EcoIQ Video Productions
EcoIQ developed full in-house video production capability in 2003 (hardware, software and skills). In the eight years between then and 2011, we shot, edited, produced, digitized, and posted online many hours of video.
Our efforts had two principal focuses. For more than 20 years EcoIQ operated a Speakers Bureau, and to support that effort we produced and posted 65 videos on EcoSpeakers.com showing our speakers in action. We also created an EcoSpeakers YouTube Channel. More details, as well as playable videos, may be found below. EcoSpeakers.com will remain online through 2020 as a Speakers Directory.
The second principal focus of our video work was shooting and/or editing and digitizing some 5,000 stock video clips sorted into a range of environmental topics. These were sold as royalty-free stock clips on a now retired website, EcoFootage.com. More details, as well as links to archived previews of selected clips, may be found below.
Our speaker video efforts ranged from complete production (graphics, stills, titles, narration, music, cut away footage) to, at the low end, only titling, watermarking, digitizing and posting. On the high end, we produced Riding the Waves of Change for surfer, environmental activist, and political warrior Rob Caughlan.
We also produced a couple of dozen very short videos. They ranged from 30 to 90 seconds and stitched together between 6 and 15 very short clips, often taken from far-flung locations in a much longer video, to create a very compact story. In each case, there was a clear and important point made. We wanted these videos to have value in the message they put out into the world and not just be marketing videos for particular speakers. As examples, see Anyone Can Make A Difference, When Activists Greened Congress, Inspired By A Solar Skyscraper, Moving Beyond Industrialism, and Value = Green.
Some speakers who joined our EcoSpeakers bureau had polished videos in hand, but those videos were sometimes too long or too broadly focused to fit well in our unique EcoSpeakers framework.
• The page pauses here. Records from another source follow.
//! Cross-module scenarios that exercise more than one component together.

use mcujs_heap::{Heap, HeapConfig};

fn heap() -> Heap {
    Heap::init(HeapConfig { capacity: 512 })
}

#[test]
fn test_long_object_key_spills_and_round_trips() {
    let mut h = heap();
    let obj = h.new_object().unwrap();
    let long_key = "a".repeat(40);
    let v = h.new_int(7).unwrap();
    h.object_set_child(obj, long_key.as_bytes(), v).unwrap();
    let got = h.object_get_child(obj, long_key.as_bytes());
    assert_eq!(h.get_integer(got), 7);
    h.unlock(got);
    h.unlock(v);
    h.unlock(obj);
}

#[test]
fn test_array_join_matches_javascript_semantics_for_holes() {
    let mut h = heap();
    let arr = h.new_array().unwrap();
    let a = h.new_int(1).unwrap();
    let b = h.new_int(2).unwrap();
    h.array_push(arr, a).unwrap();
    h.array_push(arr, b).unwrap();
    let joined = h.array_join(arr, b",").unwrap();
    let mut buf = [0u8; 8];
    let n = h.get_string(joined, &mut buf);
    assert_eq!(&buf[..n], b"1,2");
    h.unlock(joined);
    h.unlock(a);
    h.unlock(b);
    h.unlock(arr);
}

#[test]
fn test_numeric_string_predicates() {
    let mut h = heap();
    let int_str = h.new_string(b"42").unwrap();
    let float_str = h.new_string(b"4.2").unwrap();
    let not_numeric = h.new_string(b"4x2").unwrap();
    assert!(h.is_numeric_int(int_str, false));
    assert!(!h.is_numeric_int(float_str, false));
    assert!(h.is_numeric_int(float_str, true));
    assert!(!h.is_numeric_int(not_numeric, true));
    assert!(h.is_numeric_strict(int_str));
    h.unlock(int_str);
    h.unlock(float_str);
    h.unlock(not_numeric);
}

#[test]
fn test_trim_right_multiline_drops_trailing_whitespace_per_line() {
    let mut h = heap();
    let s = h.new_string(b"foo  \nbar\t\n  baz").unwrap();
    let trimmed = h.trim_right_multiline(s).unwrap();
    let mut buf = [0u8; 32];
    let n = h.get_string(trimmed, &mut buf);
    assert_eq!(&buf[..n], b"foo\nbar\n  baz");
    h.unlock(s);
    h.unlock(trimmed);
}

#[test]
fn test_line_col_index_round_trip() {
    let mut h = heap();
    let s = h.new_string(b"ab\ncde\nf").unwrap();
    let idx = h.index_of(s, 2, 2);
    let (line, col) = h.line_col_of(s, idx);
    assert_eq!((line, col), (2, 2));
    h.unlock(s);
}

#[test]
fn test_array_buffer_over_a_string_built_from_js_values() {
    let mut h = heap();
    let backing = h.new_string_of_length(8).unwrap();
    let view = h.new_array_buffer(backing, 0, 4, mcujs_heap::ViewType::I16).unwrap();
    let values = [10, -20, 30, -40];
    for (i, &val) in values.iter().enumerate() {
        let v = h.new_int(val).unwrap();
        h.array_buffer_set(view, i, v).unwrap();
        h.unlock(v);
    }
    let mut decoded = Vec::new();
    for i in 0..4 {
        let v = h.array_buffer_get(view, i).unwrap();
        decoded.push(h.get_integer(v));
        h.unlock(v);
    }
    assert_eq!(decoded, values);
    h.unlock(view);
    h.unlock(backing);
}

#[test]
fn test_gc_after_removing_one_edge_from_a_cycle_leaves_the_rest_reachable() {
    let mut h = heap();
    let a = h.new_object().unwrap();
    let b = h.new_object().unwrap();
    let root_ref = h.new_object().unwrap();
    h.object_set_child(a, b"next", b).unwrap();
    h.object_set_child(b, b"next", a).unwrap();
    h.object_set_child(h.root(), b"kept", root_ref).unwrap();
    h.object_set_child(root_ref, b"cycle_head", a).unwrap();
    h.unlock(a);
    h.unlock(b);
    h.unlock(root_ref);

    // `a`/`b` form a cycle, but `root_ref` (reachable from the heap root)
    // holds an edge into it, so GC must not reclaim either.
    assert!(!h.garbage_collect());
}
Our solution was to do reshaping edits, extracting and repackaging what fit our focus into shorter videos. Two of our projects illustrate this type of effort. The first was a pantomime 5-minute sketch on the history of oil from the performance duo Quiet Riot. The second involved a video produced for the natural scientist and speaker Reese Halter entitled How To Solve Global Warming.
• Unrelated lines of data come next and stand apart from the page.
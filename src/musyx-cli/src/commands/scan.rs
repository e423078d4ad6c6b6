//! Scan command: list accepted containers

use std::path::Path;

use anyhow::Result;
use musyx::ContainerSummary;

use super::scan_image;

pub fn run(input: &Path, base: u32, dedupe: bool, json: bool) -> Result<()> {
    let (image, outcome) = scan_image(input, base, dedupe)?;

    let summaries: Vec<ContainerSummary> = outcome
        .accepted
        .iter()
        .map(|container| ContainerSummary::new(container, &image))
        .collect();

    if json {
        println!("{}", serde_json::to_string_pretty(&summaries)?);
    } else {
        for summary in &summaries {
            println!(
                "{}: {} samples - {} songs - {} instruments",
                summary.addr, summary.samples, summary.songs, summary.instruments
            );
        }
        if summaries.is_empty() {
            println!("No containers found");
        }
    }

    Ok(())
}
mod cli;
mod commands;

use anyhow::Result;
use clap::Parser;

use cli::{Cli, Commands};

fn main() -> Result<()> {
    let cli = Cli::parse();

    match cli.command {
        Commands::Scan {
            input,
            base,
            dedupe,
            json,
        } => {
            commands::scan::run(&input, base, dedupe, json)?;
        }

        Commands::Extract {
            input,
            output,
            base,
            log_dir,
            soundfont,
            dedupe,
        } => {
            commands::extract::run(&commands::extract::Options {
                input,
                output,
                base,
                log_dir,
                soundfont,
                dedupe,
            })?;
        }
    }

    Ok(())
}
//! Extract command: write samples, songs, instruments and conversions
//!
//! Output layout, one shared tree for every accepted container:
//!
//! - `Sounds/{i}_{addr}.wav` - samples as 8-bit mono WAV
//! - `SongData/{i}_{addr}.son` - raw song bytes
//! - `SongMidi/{i}_{addr}.mid` - flattened songs as format 1 SMF
//! - `InstrumentData/{i}_{addr}.bin` - raw instrument macros
//! - `SoundFont/{addr}.sf2` - per-container sample bank (opt-in)

use std::fs;
use std::path::{Path, PathBuf};

use anyhow::{Context, Result};
use musyx::export::{blob_name, midi, sf2, wav};
use musyx::{flatten_song, render_log, Container, RomImage};

use super::scan_image;

pub struct Options {
    pub input: PathBuf,
    pub output: Option<PathBuf>,
    pub base: u32,
    pub log_dir: Option<PathBuf>,
    pub soundfont: bool,
    pub dedupe: bool,
}

pub fn run(options: &Options) -> Result<()> {
    let (image, outcome) = scan_image(&options.input, options.base, options.dedupe)?;
    if outcome.accepted.is_empty() {
        eprintln!("Nothing to extract");
        return Ok(());
    }

    let out_root = match &options.output {
        Some(path) => path.clone(),
        None => PathBuf::from(
            options
                .input
                .file_stem()
                .context("input path has no basename")?,
        ),
    };

    // Parse logs are only written for containers that already passed
    // validation, so a log directory never fills up with garbage hits.
    if let Some(log_dir) = &options.log_dir {
        fs::create_dir_all(log_dir)
            .with_context(|| format!("failed to create {}", log_dir.display()))?;
        for container in &outcome.accepted {
            let path = log_dir.join(format!("{:08X}.txt", image.addr(container.offset)));
            fs::write(&path, render_log(container, &image))
                .with_context(|| format!("failed to write {}", path.display()))?;
        }
    }

    for (i, container) in outcome.accepted.iter().enumerate() {
        eprintln!(
            "Converting {}/{}: {:08X}",
            i + 1,
            outcome.accepted.len(),
            image.addr(container.offset)
        );
        export_container(container, &image, &out_root, options.soundfont)?;
    }

    Ok(())
}

fn export_container(
    container: &Container,
    image: &RomImage,
    out_root: &Path,
    soundfont: bool,
) -> Result<()> {
    if let Some(table) = &container.sample_table {
        let dir = out_root.join("Sounds");
        for (i, sample) in table.samples.iter().enumerate() {
            let wav = wav::sample_wav_bytes(sample)?;
            write_file(&dir.join(blob_name(i, image.addr(sample.offset), "wav")), &wav)?;
        }

        if soundfont {
            let path = out_root
                .join("SoundFont")
                .join(format!("{:08X}.sf2", image.addr(container.offset)));
            write_file(&path, &sf2::sample_bank_bytes(table))?;
        }
    }

    if let Some(table) = &container.song_table {
        let song_dir = out_root.join("SongData");
        let midi_dir = out_root.join("SongMidi");
        for (i, entry) in table.songs.iter().enumerate() {
            let addr = image.addr(entry.offset);
            write_file(&song_dir.join(blob_name(i, addr, "son")), &entry.raw)?;

            // Accepted songs flattened cleanly at probe time; failure
            // here means inconsistent re-parse, so skip the song and
            // keep going.
            match flatten_song(&entry.song).and_then(|flat| midi::song_midi_bytes(&entry.song, &flat))
            {
                Ok(bytes) => write_file(&midi_dir.join(blob_name(i, addr, "mid")), &bytes)?,
                Err(err) => eprintln!("song {addr:08X}: {err}"),
            }
        }
    }

    if let Some(table) = &container.instrument_table {
        let dir = out_root.join("InstrumentData");
        for (i, instrument) in table.macros.iter().enumerate() {
            let path = dir.join(blob_name(i, image.addr(instrument.offset), "bin"));
            write_file(&path, &instrument.data)?;
        }
    }

    Ok(())
}

fn write_file(path: &Path, bytes: &[u8]) -> Result<()> {
    if let Some(parent) = path.parent() {
        fs::create_dir_all(parent)
            .with_context(|| format!("failed to create {}", parent.display()))?;
    }
    fs::write(path, bytes).with_context(|| format!("failed to write {}", path.display()))
}
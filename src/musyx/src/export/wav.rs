//! Sample to WAV conversion
//!
//! Samples are stored as signed 8-bit mono PCM. WAV stores 8-bit audio
//! offset-binary; hound applies that conversion when fed i8 samples.

use std::io::Cursor;

use hound::{SampleFormat, WavSpec, WavWriter};

use crate::container::Sample;
use crate::Result;

/// Encode one sample as an 8-bit mono WAV file.
pub fn sample_wav_bytes(sample: &Sample) -> Result<Vec<u8>> {
    let spec = WavSpec {
        channels: 1,
        sample_rate: u32::from(sample.rate),
        bits_per_sample: 8,
        sample_format: SampleFormat::Int,
    };

    let mut cursor = Cursor::new(Vec::new());
    let mut writer = WavWriter::new(&mut cursor, spec)?;
    for &value in &sample.data {
        writer.write_sample(value)?;
    }
    writer.finalize()?;

    Ok(cursor.into_inner())
}
//! Container summaries and parse logs
//!
//! Two human-facing views of an accepted container: a one-line summary
//! (also serializable for `--json` output) and a multi-line parse log
//! written per container when a log directory is configured. Neither is
//! consumed by any other component.

use std::fmt::Write as _;

use serde::Serialize;

use crate::container::Container;
use crate::flatten::flatten_song;
use crate::image::RomImage;

/// Bytes of instrument macro shown in the parse log.
const MACRO_PREVIEW: usize = 16;

#[derive(Debug, Clone, Serialize)]
pub struct ContainerSummary {
    pub offset: u32,
    /// Mapped address, formatted for filenames and logs.
    pub addr: String,
    pub samples: usize,
    pub songs: usize,
    pub instruments: usize,
}

impl ContainerSummary {
    pub fn new(container: &Container, image: &RomImage) -> Self {
        Self {
            offset: container.offset,
            addr: format!("{:08X}", image.addr(container.offset)),
            samples: container
                .sample_table
                .as_ref()
                .map_or(0, |t| t.samples.len()),
            songs: container.song_table.as_ref().map_or(0, |t| t.songs.len()),
            instruments: container
                .instrument_table
                .as_ref()
                .map_or(0, |t| t.macros.len()),
        }
    }
}

/// Render the per-container parse log.
pub fn render_log(container: &Container, image: &RomImage) -> String {
    let mut out = String::new();
    let addr = |offset: u32| format!("{:08X}", image.addr(offset));

    let _ = writeln!(out, "Container @ {}", addr(container.offset));
    let _ = writeln!(
        out,
        "  extent {}..{} ({} bytes)",
        addr(container.extent.start),
        addr(container.extent.end),
        container.extent.end - container.extent.start
    );

    if let Some(table) = &container.sample_table {
        let _ = writeln!(
            out,
            "  SampleTable @ {} ({} samples)",
            addr(table.offset),
            table.samples.len()
        );
        for (i, sample) in table.samples.iter().enumerate() {
            let _ = writeln!(
                out,
                "    [{i}] @ {}: {} Hz, {} bytes",
                addr(sample.offset),
                sample.rate,
                sample.data.len()
            );
        }
    }

    if let Some(table) = &container.song_table {
        let _ = writeln!(
            out,
            "  SongTable @ {} ({} songs)",
            addr(table.offset),
            table.songs.len()
        );
        for (i, entry) in table.songs.iter().enumerate() {
            let song = &entry.song;
            let _ = writeln!(
                out,
                "    [{i}] @ {}: {} BPM, {} tracks, {} patterns, {} bytes",
                addr(entry.offset),
                song.bpm,
                song.tracks.iter().flatten().count(),
                song.patterns.len(),
                entry.raw.len()
            );
            match flatten_song(song) {
                Ok(flat) => {
                    for (slot, track) in flat.iter().enumerate() {
                        let Some(track) = track else { continue };
                        match track.loop_time {
                            Some(time) => {
                                let _ = writeln!(
                                    out,
                                    "      track {slot}: {} events, loops to {time}",
                                    track.events.len()
                                );
                            }
                            None => {
                                let _ = writeln!(
                                    out,
                                    "      track {slot}: {} events",
                                    track.events.len()
                                );
                            }
                        }
                    }
                }
                Err(err) => {
                    let _ = writeln!(out, "      flatten failed: {err}");
                }
            }
        }
    }

    if let Some(table) = &container.instrument_table {
        let _ = writeln!(
            out,
            "  InstrumentTable @ {} ({} macros)",
            addr(table.offset),
            table.macros.len()
        );
        for (i, instrument) in table.macros.iter().enumerate() {
            let preview = &instrument.data[..instrument.data.len().min(MACRO_PREVIEW)];
            let _ = writeln!(
                out,
                "    [{i}] @ {}: {} bytes  {}",
                addr(instrument.offset),
                instrument.data.len(),
                hex::encode(preview)
            );
        }
    }

    out
}

#[cfg(test)]
mod tests {
    use super::*;
    use crate::container::ParseContext;
    use crate::fixtures::standard_rom;

    fn parsed() -> (RomImage, Container) {
        let (image, offset) = standard_rom();
        let mut ctx = ParseContext::new(&image);
        let container = Container::parse(&mut ctx, offset).unwrap();
        (image, container)
    }

    #[test]
    fn test_summary_counts() {
        let (image, container) = parsed();
        let summary = ContainerSummary::new(&container, &image);
        assert_eq!(summary.offset, 0x40);
        assert_eq!(summary.addr, "08000040");
        assert_eq!(summary.samples, 1);
        assert_eq!(summary.songs, 1);
        assert_eq!(summary.instruments, 1);
    }

    #[test]
    fn test_log_mentions_all_tables() {
        let (image, container) = parsed();
        let log = render_log(&container, &image);
        assert!(log.contains("Container @ 08000040"));
        assert!(log.contains("SampleTable"));
        assert!(log.contains("8000 Hz, 8 bytes"));
        assert!(log.contains("120 BPM"));
        assert!(log.contains("track 0: 2 events"));
        assert!(log.contains("InstrumentTable"));
        assert!(log.contains("deadbeef"));
    }
}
As part of editing videos for speakers, it was often our task to knit together 5 minutes or so of the best segments from what might have begun as raw tape of a 45-minute talk shot by a non-professional using a single camera. It often seemed as though the best sound bites contained the worst problems. People walking in front of the speaker, bumping the camera, jostling the sound cords, turning lights up or down at just the wrong moment, you name it. If it could go wrong, it did. Our job as editor-producer was to mask these problems so the power of the sound bite would not be diminished. This often meant that creating the best excerpted 5 minutes required scores of small segment edits and dozens of clever-trick fixes for distracting problems. Two extremely challenging projects were Ideas Can Change The World and Winning The Oil Endgame.
EcoFootage Stock Clips
EcoIQ offered some 5,000 royalty-free video stock footage clips via our website EcoFootage.com (now offline, but preview clips can still viewed). We shot and produced more than 1,000 clips in-house, with our focus being on such topics as solar energy, green building, recycling, and related “urban” subjects. We developed sourcing and licensing agreements for footage categories either distant or difficult to capture, such as farming, ranching, mining, forestry, and similar subjects.
As we were developing this aspect of our video work, the transition to High Definition (HD) was just getting started. Most videographers thought it would take several years to roll out, and reasoned that a market for Standard Definition (SD) would persist over that period. The new HD technology changed the market much more quickly than many expected, and for this and other reasons, the stock footage business was not sustainable for EcoIQ and we exited the stock footage business.